# [Try it]
What appears from the first line of the records below through the line containing "7 + stream[i" must be reproduced verbatim.

-------- Given records

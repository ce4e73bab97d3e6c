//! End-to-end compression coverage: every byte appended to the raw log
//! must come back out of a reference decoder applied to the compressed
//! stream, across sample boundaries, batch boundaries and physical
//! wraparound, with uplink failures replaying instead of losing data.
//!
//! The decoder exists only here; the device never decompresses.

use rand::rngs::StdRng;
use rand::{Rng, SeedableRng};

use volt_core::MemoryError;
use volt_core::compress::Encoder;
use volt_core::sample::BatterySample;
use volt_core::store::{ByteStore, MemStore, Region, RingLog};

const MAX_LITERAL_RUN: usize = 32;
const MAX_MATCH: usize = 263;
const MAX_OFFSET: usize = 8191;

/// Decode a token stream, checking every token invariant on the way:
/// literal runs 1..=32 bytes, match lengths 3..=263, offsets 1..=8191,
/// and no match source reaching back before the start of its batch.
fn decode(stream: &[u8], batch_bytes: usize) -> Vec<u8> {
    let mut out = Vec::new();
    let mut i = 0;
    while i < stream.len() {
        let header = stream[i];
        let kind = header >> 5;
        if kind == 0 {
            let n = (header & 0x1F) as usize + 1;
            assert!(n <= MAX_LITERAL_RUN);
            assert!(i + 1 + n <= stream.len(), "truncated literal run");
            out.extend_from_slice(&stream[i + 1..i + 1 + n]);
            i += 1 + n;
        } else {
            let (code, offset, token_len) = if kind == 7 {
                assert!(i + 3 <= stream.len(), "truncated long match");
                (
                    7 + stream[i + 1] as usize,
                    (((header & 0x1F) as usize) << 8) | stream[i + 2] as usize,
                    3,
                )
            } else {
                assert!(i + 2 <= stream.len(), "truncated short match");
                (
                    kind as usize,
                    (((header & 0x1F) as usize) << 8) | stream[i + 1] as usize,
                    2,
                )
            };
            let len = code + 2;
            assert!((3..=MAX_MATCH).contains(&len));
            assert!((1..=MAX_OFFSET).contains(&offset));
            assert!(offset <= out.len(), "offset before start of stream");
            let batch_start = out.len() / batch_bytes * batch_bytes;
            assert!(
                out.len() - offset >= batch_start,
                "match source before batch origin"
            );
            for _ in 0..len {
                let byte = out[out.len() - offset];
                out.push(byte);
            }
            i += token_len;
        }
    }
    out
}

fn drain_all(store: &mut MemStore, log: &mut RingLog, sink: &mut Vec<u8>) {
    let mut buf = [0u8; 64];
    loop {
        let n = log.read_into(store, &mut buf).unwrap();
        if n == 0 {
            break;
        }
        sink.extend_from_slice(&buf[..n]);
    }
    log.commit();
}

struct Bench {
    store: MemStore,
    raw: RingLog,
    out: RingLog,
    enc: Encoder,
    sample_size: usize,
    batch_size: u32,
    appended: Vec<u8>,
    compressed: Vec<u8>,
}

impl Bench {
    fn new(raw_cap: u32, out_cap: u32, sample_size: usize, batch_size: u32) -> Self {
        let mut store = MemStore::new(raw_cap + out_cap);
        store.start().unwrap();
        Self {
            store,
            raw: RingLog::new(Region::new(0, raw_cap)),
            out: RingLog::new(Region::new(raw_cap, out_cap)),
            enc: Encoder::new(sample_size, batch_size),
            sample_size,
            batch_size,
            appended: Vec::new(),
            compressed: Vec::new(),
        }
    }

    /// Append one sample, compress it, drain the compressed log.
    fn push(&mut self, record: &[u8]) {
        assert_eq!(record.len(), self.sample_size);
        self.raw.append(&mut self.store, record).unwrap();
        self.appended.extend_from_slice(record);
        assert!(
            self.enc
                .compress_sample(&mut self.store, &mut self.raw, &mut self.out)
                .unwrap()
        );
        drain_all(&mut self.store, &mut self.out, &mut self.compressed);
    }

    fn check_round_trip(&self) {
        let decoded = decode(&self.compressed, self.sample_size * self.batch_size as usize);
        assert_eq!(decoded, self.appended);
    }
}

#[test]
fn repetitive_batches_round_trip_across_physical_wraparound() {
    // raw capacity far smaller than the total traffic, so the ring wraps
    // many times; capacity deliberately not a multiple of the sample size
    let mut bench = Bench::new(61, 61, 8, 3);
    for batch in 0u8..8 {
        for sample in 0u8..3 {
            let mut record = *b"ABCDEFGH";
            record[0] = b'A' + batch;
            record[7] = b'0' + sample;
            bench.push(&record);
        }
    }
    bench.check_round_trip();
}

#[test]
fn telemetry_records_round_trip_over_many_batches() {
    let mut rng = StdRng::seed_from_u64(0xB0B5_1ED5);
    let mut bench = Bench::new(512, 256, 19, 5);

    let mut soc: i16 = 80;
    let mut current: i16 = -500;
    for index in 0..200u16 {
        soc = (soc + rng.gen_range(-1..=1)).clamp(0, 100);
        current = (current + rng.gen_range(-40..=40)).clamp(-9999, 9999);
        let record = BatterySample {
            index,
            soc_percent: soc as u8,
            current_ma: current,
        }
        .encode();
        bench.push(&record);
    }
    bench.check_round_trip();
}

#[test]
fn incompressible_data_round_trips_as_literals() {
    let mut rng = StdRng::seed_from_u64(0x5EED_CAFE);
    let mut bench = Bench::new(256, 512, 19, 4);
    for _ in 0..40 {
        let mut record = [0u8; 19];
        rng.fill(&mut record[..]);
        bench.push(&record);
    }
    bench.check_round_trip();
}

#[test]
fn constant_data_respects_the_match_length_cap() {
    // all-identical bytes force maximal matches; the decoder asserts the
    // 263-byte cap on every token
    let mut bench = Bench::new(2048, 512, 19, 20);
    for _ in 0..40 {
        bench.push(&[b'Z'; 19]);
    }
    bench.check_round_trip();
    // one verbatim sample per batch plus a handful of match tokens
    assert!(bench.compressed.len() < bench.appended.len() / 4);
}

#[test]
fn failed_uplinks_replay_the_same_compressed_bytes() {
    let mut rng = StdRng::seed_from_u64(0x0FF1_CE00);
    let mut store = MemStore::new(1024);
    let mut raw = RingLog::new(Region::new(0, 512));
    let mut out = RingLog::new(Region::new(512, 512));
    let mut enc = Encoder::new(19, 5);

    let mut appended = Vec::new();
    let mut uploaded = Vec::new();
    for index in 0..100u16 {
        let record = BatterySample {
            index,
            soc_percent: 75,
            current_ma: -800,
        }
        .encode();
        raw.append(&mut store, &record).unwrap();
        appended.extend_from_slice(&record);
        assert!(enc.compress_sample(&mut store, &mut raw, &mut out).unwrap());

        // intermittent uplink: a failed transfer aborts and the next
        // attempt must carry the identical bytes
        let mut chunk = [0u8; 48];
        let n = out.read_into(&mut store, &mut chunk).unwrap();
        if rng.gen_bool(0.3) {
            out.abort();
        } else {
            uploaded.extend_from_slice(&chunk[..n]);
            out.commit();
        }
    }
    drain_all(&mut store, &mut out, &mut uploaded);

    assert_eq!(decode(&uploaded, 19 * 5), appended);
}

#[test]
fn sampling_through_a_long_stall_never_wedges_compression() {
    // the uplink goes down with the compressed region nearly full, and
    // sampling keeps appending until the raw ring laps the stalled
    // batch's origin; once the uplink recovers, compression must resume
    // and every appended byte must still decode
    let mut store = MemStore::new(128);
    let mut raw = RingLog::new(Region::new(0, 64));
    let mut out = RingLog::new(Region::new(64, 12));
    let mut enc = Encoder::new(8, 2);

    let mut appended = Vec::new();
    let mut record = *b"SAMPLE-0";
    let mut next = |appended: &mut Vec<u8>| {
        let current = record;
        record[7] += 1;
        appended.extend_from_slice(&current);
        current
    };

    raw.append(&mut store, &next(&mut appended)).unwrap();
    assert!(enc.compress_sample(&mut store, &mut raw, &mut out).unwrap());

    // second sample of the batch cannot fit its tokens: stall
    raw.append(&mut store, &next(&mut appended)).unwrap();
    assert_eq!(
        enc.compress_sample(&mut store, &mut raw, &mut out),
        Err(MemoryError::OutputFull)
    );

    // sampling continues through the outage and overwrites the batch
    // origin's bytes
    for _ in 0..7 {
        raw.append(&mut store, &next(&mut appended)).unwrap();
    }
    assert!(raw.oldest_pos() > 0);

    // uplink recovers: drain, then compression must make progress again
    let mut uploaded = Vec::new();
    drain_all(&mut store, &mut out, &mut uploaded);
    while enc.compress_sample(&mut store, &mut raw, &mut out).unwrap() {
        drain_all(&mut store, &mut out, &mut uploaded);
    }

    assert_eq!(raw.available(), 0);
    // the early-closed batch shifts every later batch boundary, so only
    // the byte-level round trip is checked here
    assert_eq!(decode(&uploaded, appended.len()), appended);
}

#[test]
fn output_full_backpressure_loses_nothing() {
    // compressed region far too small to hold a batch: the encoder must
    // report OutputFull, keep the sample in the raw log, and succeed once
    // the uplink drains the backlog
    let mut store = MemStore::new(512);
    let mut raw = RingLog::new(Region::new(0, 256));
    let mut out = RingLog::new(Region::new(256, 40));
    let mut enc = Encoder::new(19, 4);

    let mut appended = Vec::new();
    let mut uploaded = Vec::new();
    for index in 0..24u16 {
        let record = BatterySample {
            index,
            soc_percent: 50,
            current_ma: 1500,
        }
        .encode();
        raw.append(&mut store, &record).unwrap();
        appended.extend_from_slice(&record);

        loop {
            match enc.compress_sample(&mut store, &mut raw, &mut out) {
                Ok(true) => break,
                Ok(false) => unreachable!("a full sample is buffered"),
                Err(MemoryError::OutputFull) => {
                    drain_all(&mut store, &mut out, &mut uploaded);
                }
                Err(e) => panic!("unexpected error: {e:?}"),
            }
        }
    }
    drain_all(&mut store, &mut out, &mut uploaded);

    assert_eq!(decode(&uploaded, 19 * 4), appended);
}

----------------

# [Solution for this task]
repository ce4e73bab97d3e6c
//! End-to-end compression coverage: every byte appended to the raw log
//! must come back out of a reference decoder applied to the compressed
//! stream, across sample boundaries, batch boundaries and physical
//! wraparound, with uplink failures replaying instead of losing data.
//!
//! The decoder exists only here; the device never decompresses.

use rand::rngs::StdRng;
use rand::{Rng, SeedableRng};

use volt_core::MemoryError;
use volt_core::compress::Encoder;
use volt_core::sample::BatterySample;
use volt_core::store::{ByteStore, MemStore, Region, RingLog};

const MAX_LITERAL_RUN: usize = 32;
const MAX_MATCH: usize = 263;
const MAX_OFFSET: usize = 8191;

/// Decode a token stream, checking every token invariant on the way:
/// literal runs 1..=32 bytes, match lengths 3..=263, offsets 1..=8191,
/// and no match source reaching back before the start of its batch.
fn decode(stream: &[u8], batch_bytes: usize) -> Vec<u8> {
    let mut out = Vec::new();
    let mut i = 0;
    while i < stream.len() {
        let header = stream[i];
        let kind = header >> 5;
        if kind == 0 {
            let n = (header & 0x1F) as usize + 1;
            assert!(n <= MAX_LITERAL_RUN);
            assert!(i + 1 + n <= stream.len(), "truncated literal run");
            out.extend_from_slice(&stream[i + 1..i + 1 + n]);
            i += 1 + n;
        } else {
            let (code, offset, token_len) = if kind == 7 {
                assert!(i + 3 <= stream.len(), "truncated long match");
                (
                    7 + stream[i + 1] as usize,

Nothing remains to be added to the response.